Aunque con historias en apariencia muy distintas, en ambos casos la atención se ha centrado hasta ahora en las capacidades de los protagonistas para burlar la ley y poner en jaque la premisa de la existencia del estado de derecho en México. La entonces Subprocuraduría de Investigación Especializada en Delincuencia Organizada (SIEDO) en el gobierno de Vicente Fox, atribuyó a la inteligencia de Guzmán Loera la imposibilidad de detenerlo. La tesis que supone el actuar de la Procuraduría de Coahuila en el caso Villarreal es que éste fue lo suficientemente hábil para engañar a los poderes Legislativo y Ejecutivo, incluyendo al propio gobernador Humberto Moreira.
Estos supuestos basados exclusivamente en las potencialidades de los involucrados, lejos de contribuir a mejorar las condiciones para evitar el surgimiento de otros personajes similares, dejan la puerta y las ventanas abiertas. Joaquín Guzmán Loera y Javier Villarreal, cada quien en sus esferas de actuación, aprovecharon las debilidades del Estado mexicano para causar un daño a la sociedad. Es peligroso ver en la detención de ambos el final de un proceso, cuando apenas es el principio.

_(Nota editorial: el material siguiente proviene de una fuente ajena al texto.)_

pub mod service;
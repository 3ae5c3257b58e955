pub mod page;
pub mod request;
pub mod view;

pub use page::*;
pub use request::*;
pub use view::*;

Si se quiere comenzar a construir instituciones más fuertes con la finalidad de que la historia no se repita, es necesario, por una parte, indagar sobre la existencia de la red de corrupción y complicidad que permitió que tantos hilos se movieran, y, por la otra, trabajar en llenar los grandes huecos del Estado por donde se han perdido miles de vidas y millones de recursos públicos. Al final, ambos casos no son más que síntomas de un mismo cáncer.